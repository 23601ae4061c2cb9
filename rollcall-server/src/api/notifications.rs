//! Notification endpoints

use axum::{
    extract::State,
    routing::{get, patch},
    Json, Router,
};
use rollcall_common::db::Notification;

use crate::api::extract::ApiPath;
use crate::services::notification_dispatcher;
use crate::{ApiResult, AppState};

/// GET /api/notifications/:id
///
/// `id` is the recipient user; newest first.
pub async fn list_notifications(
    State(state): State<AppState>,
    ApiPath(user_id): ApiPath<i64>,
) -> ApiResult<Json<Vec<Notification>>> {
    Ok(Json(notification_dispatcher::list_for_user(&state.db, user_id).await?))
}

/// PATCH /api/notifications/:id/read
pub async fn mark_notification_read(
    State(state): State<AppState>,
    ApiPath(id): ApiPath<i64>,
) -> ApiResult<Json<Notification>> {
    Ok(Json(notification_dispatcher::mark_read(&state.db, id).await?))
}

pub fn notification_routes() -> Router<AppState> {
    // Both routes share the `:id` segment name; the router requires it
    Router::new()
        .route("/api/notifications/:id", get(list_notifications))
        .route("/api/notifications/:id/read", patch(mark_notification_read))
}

● ● ● ● ● ● ●

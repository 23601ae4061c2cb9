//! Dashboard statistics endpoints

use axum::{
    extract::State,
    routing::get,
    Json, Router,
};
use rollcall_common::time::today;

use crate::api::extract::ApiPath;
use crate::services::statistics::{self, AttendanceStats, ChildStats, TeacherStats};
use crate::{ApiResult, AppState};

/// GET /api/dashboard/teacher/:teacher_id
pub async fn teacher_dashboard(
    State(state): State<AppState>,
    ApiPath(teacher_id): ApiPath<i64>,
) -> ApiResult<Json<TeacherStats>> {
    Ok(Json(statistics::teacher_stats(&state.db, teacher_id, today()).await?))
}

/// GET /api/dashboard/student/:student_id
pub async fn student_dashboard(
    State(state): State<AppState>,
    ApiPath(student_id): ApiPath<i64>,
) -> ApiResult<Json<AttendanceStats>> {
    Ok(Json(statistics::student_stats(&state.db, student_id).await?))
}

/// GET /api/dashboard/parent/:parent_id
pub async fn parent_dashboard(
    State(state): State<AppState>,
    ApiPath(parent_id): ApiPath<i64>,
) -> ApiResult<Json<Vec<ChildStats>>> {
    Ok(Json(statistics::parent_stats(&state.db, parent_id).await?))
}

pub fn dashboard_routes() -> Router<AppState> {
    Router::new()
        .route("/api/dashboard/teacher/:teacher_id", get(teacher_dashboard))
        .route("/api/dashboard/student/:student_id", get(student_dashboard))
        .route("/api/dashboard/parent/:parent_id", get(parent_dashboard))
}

● ● ● ● ● ● ●

**WHAT NEEDS TO BE DONE:** Please find all lines of the entries that hold the string "async" and copy them.

**OUTPUT OF THE EXERCISE:**
pub async fn list_notifications(
pub async fn mark_notification_read(
pub async fn teacher_dashboard(
pub async fn student_dashboard(
pub async fn parent_dashboard(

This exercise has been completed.